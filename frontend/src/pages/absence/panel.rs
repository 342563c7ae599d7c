use crate::{
    components::{error::InlineErrorMessage, layout::LoadingSpinner},
    pages::absence::utils::{format_days, summary_lines},
    state::{absence::use_absence_statistics, auth::use_auth},
};
use leptos::*;

#[component]
fn StatTile(title: &'static str, value: String, caption: String) -> impl IntoView {
    view! {
        <div class="bg-surface-elevated shadow rounded-lg p-6">
            <p class="text-sm font-medium text-fg-muted">{title}</p>
            <p class="text-3xl font-bold text-fg">{value}</p>
            <p class="text-xs text-fg-muted mt-1">{caption}</p>
        </div>
    }
}

#[component]
pub fn AbsencePage() -> impl IntoView {
    let (auth, _) = use_auth();
    let store = use_absence_statistics();
    let employee_id = create_memo(move |_| {
        auth.with(|state| state.user_id().map(str::to_string).unwrap_or_default())
    });

    let loader = store.clone();
    let reload = Callback::new(move |_: ()| {
        let id = employee_id.get_untracked();
        if id.is_empty() {
            return;
        }
        let store = loader.clone();
        spawn_local(async move {
            let _ = store.refresh(&id).await;
        });
    });
    create_effect(move |_| {
        if !employee_id.with(String::is_empty) {
            reload.call(());
        }
    });

    let loading = store.resource.loading;
    let error = store.resource.error;
    let statistics = store.statistics;
    let summary = move || {
        let days = store.vacation_days()?;
        let stats = statistics.get()?;
        Some((days, summary_lines(&stats, &days)))
    };

    view! {
        <div class="space-y-6">
            <div>
                <h2 class="text-2xl font-bold text-fg">"Absence Statistics"</h2>
                <p class="text-fg-muted mt-1">"Your absence request history and trends"</p>
            </div>
            <InlineErrorMessage error=error on_retry=reload />
            {move || match summary() {
                Some((days, lines)) => view! {
                    <div class="grid grid-cols-1 gap-4 md:grid-cols-2">
                        <StatTile
                            title="Days Taken This Year"
                            value=format_days(days.used_days)
                            caption="Approved absence days".to_string()
                        />
                        <StatTile
                            title="Days Remaining"
                            value=format_days(days.remaining_days)
                            caption=format!("Out of {} annual days", format_days(days.total_days))
                        />
                    </div>
                    <div class="bg-surface-muted border border-border rounded-lg p-4">
                        <h4 class="text-sm font-medium text-fg mb-2">"Your Absence Summary"</h4>
                        <ul class="text-sm text-fg-muted space-y-1 list-disc list-inside">
                            {lines.into_iter().map(|line| view! { <li>{line}</li> }).collect_view()}
                        </ul>
                    </div>
                }
                .into_view(),
                None if loading.get() => view! { <LoadingSpinner text="Loading statistics..." /> }.into_view(),
                None => ().into_view(),
            }}
        </div>
    }
}
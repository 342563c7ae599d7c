use serde::{Deserialize, Serialize};
use std::sync::OnceLock;

pub const DEFAULT_FALLBACK_BASE_URL: &str = "http://localhost:3001";
pub const DEFAULT_APP_NAME: &str = "NewWork Frontend";
pub const DEFAULT_APP_VERSION: &str = "1.0.0";

const ENV_GLOBAL: &str = "__NEWWORK_ENV";

static APP_CONFIG: OnceLock<AppConfig> = OnceLock::new();

#[derive(Debug, Clone, Copy, PartialEq, Eq, Serialize, Deserialize)]
#[serde(rename_all = "lowercase")]
pub enum BuildMode {
    Development,
    Production,
}

impl BuildMode {
    pub fn detect() -> Self {
        Self::parse(option_env!("NEWWORK_MODE")).unwrap_or(if cfg!(debug_assertions) {
            BuildMode::Development
        } else {
            BuildMode::Production
        })
    }

    fn parse(raw: Option<&str>) -> Option<Self> {
        match raw?.trim().to_ascii_lowercase().as_str() {
            "development" | "dev" => Some(BuildMode::Development),
            "production" | "prod" => Some(BuildMode::Production),
            _ => None,
        }
    }

    pub fn as_str(&self) -> &'static str {
        match self {
            BuildMode::Development => "development",
            BuildMode::Production => "production",
        }
    }
}

/// What to do with the session when an authenticated call comes back 401.
#[derive(Debug, Clone, Copy, PartialEq, Eq, Default, Serialize, Deserialize)]
#[serde(rename_all = "snake_case")]
pub enum UnauthorizedPolicy {
    /// Report the error on the calling resource only.
    #[default]
    Surface,
    /// Clear the stored token and drop the session back to unauthenticated.
    ExpireSession,
}

/// One configuration layer. Build-time env, `config.json` and `window.__NEWWORK_ENV`
/// each produce one of these; later layers win field by field.
#[derive(Debug, Clone, Default, PartialEq, Serialize, Deserialize)]
pub struct RuntimeConfig {
    #[serde(default, alias = "API_BASE_URL")]
    pub api_base_url: Option<String>,
    #[serde(default, alias = "FALLBACK_API_BASE_URL")]
    pub fallback_base_url: Option<String>,
    #[serde(default, alias = "APP_NAME")]
    pub app_name: Option<String>,
    #[serde(default, alias = "APP_VERSION")]
    pub app_version: Option<String>,
    #[serde(default, alias = "UNAUTHORIZED_POLICY")]
    pub unauthorized_policy: Option<UnauthorizedPolicy>,
}

impl RuntimeConfig {
    pub fn from_build_env() -> Self {
        Self {
            api_base_url: option_env!("NEWWORK_API_BASE_URL").map(str::to_string),
            fallback_base_url: option_env!("NEWWORK_FALLBACK_API_BASE_URL").map(str::to_string),
            app_name: option_env!("NEWWORK_APP_NAME").map(str::to_string),
            app_version: option_env!("NEWWORK_APP_VERSION").map(str::to_string),
            unauthorized_policy: None,
        }
    }

    pub fn merge(self, overlay: RuntimeConfig) -> RuntimeConfig {
        RuntimeConfig {
            api_base_url: overlay.api_base_url.or(self.api_base_url),
            fallback_base_url: overlay.fallback_base_url.or(self.fallback_base_url),
            app_name: overlay.app_name.or(self.app_name),
            app_version: overlay.app_version.or(self.app_version),
            unauthorized_policy: overlay.unauthorized_policy.or(self.unauthorized_policy),
        }
    }
}

#[derive(Debug, Clone, PartialEq)]
pub struct AppConfig {
    pub mode: BuildMode,
    pub api_base_url: String,
    pub fallback_base_url: String,
    pub app_name: String,
    pub app_version: String,
    pub unauthorized_policy: UnauthorizedPolicy,
}

#[derive(Debug, Clone, PartialEq, Serialize)]
pub struct EnvironmentInfo {
    pub is_development: bool,
    pub is_production: bool,
    pub mode: &'static str,
    pub api_base_url: String,
    pub app_name: String,
    pub app_version: String,
}

impl AppConfig {
    pub fn resolve(mode: BuildMode, layers: RuntimeConfig) -> Self {
        let fallback_base_url = layers
            .fallback_base_url
            .unwrap_or_else(|| DEFAULT_FALLBACK_BASE_URL.to_string());
        let api_base_url =
            resolve_base_url(mode, layers.api_base_url.as_deref(), &fallback_base_url);
        Self {
            mode,
            api_base_url,
            fallback_base_url,
            app_name: non_blank(layers.app_name).unwrap_or_else(|| DEFAULT_APP_NAME.to_string()),
            app_version: non_blank(layers.app_version)
                .unwrap_or_else(|| DEFAULT_APP_VERSION.to_string()),
            unauthorized_policy: layers.unauthorized_policy.unwrap_or_default(),
        }
    }

    pub fn from_build_env() -> Self {
        Self::resolve(BuildMode::detect(), RuntimeConfig::from_build_env())
    }

    pub fn is_same_origin(&self) -> bool {
        self.api_base_url.is_empty()
    }

    pub fn api_url(&self, endpoint: &str) -> String {
        join_url(&self.api_base_url, endpoint)
    }

    pub fn environment_info(&self) -> EnvironmentInfo {
        EnvironmentInfo {
            is_development: self.mode == BuildMode::Development,
            is_production: self.mode == BuildMode::Production,
            mode: self.mode.as_str(),
            api_base_url: self.api_base_url.clone(),
            app_name: self.app_name.clone(),
            app_version: self.app_version.clone(),
        }
    }
}

fn non_blank(value: Option<String>) -> Option<String> {
    value.filter(|v| !v.trim().is_empty())
}

/// Development always goes through the same-origin proxy. Production uses the
/// configured origin, or the explicit fallback when none is set.
pub fn resolve_base_url(mode: BuildMode, configured: Option<&str>, fallback: &str) -> String {
    match mode {
        BuildMode::Development => String::new(),
        BuildMode::Production => match configured.map(str::trim).filter(|v| !v.is_empty()) {
            Some(url) => url.to_string(),
            None => {
                log::warn!(
                    "API base URL not configured, falling back to {:?}",
                    fallback.trim()
                );
                fallback.trim().to_string()
            }
        },
    }
}

pub fn join_url(base: &str, endpoint: &str) -> String {
    let normalized = if endpoint.starts_with('/') {
        endpoint.to_string()
    } else {
        format!("/{}", endpoint)
    };
    if base.is_empty() {
        return normalized;
    }
    let base = base.strip_suffix('/').unwrap_or(base);
    format!("{}{}", base, normalized)
}

pub fn current() -> &'static AppConfig {
    APP_CONFIG.get_or_init(AppConfig::from_build_env)
}

pub fn api_url(endpoint: &str) -> String {
    current().api_url(endpoint)
}

pub fn environment_info() -> EnvironmentInfo {
    current().environment_info()
}

fn read_global_string(obj: &js_sys::Object, keys: &[&str]) -> Option<String> {
    keys.iter().find_map(|key| {
        js_sys::Reflect::get(obj, &(*key).into())
            .ok()
            .filter(|v| !v.is_undefined() && !v.is_null())
            .and_then(|v| v.as_string())
    })
}

fn overrides_from_env_js() -> Option<RuntimeConfig> {
    // window.__NEWWORK_ENV = { API_BASE_URL: "...", APP_NAME: "...", ... }
    let window = web_sys::window()?;
    let any = js_sys::Reflect::get(&window, &ENV_GLOBAL.into()).ok()?;
    if any.is_undefined() || any.is_null() {
        return None;
    }
    let obj = js_sys::Object::from(any);
    Some(RuntimeConfig {
        api_base_url: read_global_string(&obj, &["API_BASE_URL", "api_base_url"]),
        fallback_base_url: read_global_string(
            &obj,
            &["FALLBACK_API_BASE_URL", "fallback_base_url"],
        ),
        app_name: read_global_string(&obj, &["APP_NAME", "app_name"]),
        app_version: read_global_string(&obj, &["APP_VERSION", "app_version"]),
        unauthorized_policy: read_global_string(
            &obj,
            &["UNAUTHORIZED_POLICY", "unauthorized_policy"],
        )
        .and_then(|raw| serde_json::from_value(serde_json::Value::String(raw)).ok()),
    })
}

async fn overrides_from_config_json() -> Option<RuntimeConfig> {
    let origin = web_sys::window()?.location().origin().ok()?;
    let resp = reqwest::get(format!("{}/config.json", origin)).await.ok()?;
    if !resp.status().is_success() {
        return None;
    }
    resp.json::<RuntimeConfig>().await.ok()
}

pub async fn init() -> &'static AppConfig {
    if let Some(existing) = APP_CONFIG.get() {
        log::debug!("Runtime config already resolved");
        return existing;
    }
    let mut layers = RuntimeConfig::from_build_env();
    if let Some(file) = overrides_from_config_json().await {
        layers = layers.merge(file);
    }
    if let Some(env) = overrides_from_env_js() {
        layers = layers.merge(env);
    }
    let resolved = AppConfig::resolve(BuildMode::detect(), layers);
    let config = APP_CONFIG.get_or_init(|| resolved);
    log::info!("API configuration: {:?}", config.environment_info());
    config
}

/// Fire-and-forget reachability check. Only logs; never touches app state.
pub fn spawn_connectivity_probe(config: &'static AppConfig) {
    if config.mode != BuildMode::Production {
        return;
    }
    let url = crate::api::absolute_url(config.api_url("/api/config"));
    log::info!("Testing API connectivity at {}", url);
    leptos::spawn_local(async move {
        match reqwest::get(&url).await {
            Ok(response) => log::info!("API is reachable: {}", response.status()),
            Err(err) => {
                log::error!("API connection failed: {}", err);
                log::info!("This might be a CORS issue or the backend is not running");
            }
        }
    });
}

++++++++++++++++++++

Your assignment:
Among the entries above, find the line with "let store = use_absence_statistics();" and the line with "value=format_days(days.remaining_days)"; give again exactly these two lines and all lines between them.

Result:
    let store = use_absence_statistics();
    let employee_id = create_memo(move |_| {
        auth.with(|state| state.user_id().map(str::to_string).unwrap_or_default())
    });

    let loader = store.clone();
    let reload = Callback::new(move |_: ()| {
        let id = employee_id.get_untracked();
        if id.is_empty() {
            return;
        }
        let store = loader.clone();
        spawn_local(async move {
            let _ = store.refresh(&id).await;
        });
    });
    create_effect(move |_| {
        if !employee_id.with(String::is_empty) {
            reload.call(());
        }
    });

    let loading = store.resource.loading;
    let error = store.resource.error;
    let statistics = store.statistics;
    let summary = move || {
        let days = store.vacation_days()?;
        let stats = statistics.get()?;
        Some((days, summary_lines(&stats, &days)))
    };

    view! {
        <div class="space-y-6">
            <div>
                <h2 class="text-2xl font-bold text-fg">"Absence Statistics"</h2>
                <p class="text-fg-muted mt-1">"Your absence request history and trends"</p>
            </div>
            <InlineErrorMessage error=error on_retry=reload />
            {move || match summary() {
                Some((days, lines)) => view! {
                    <div class="grid grid-cols-1 gap-4 md:grid-cols-2">
                        <StatTile
                            title="Days Taken This Year"
                            value=format_days(days.used_days)
                            caption="Approved absence days".to_string()
                        />
                        <StatTile
                            title="Days Remaining"
                            value=format_days(days.remaining_days)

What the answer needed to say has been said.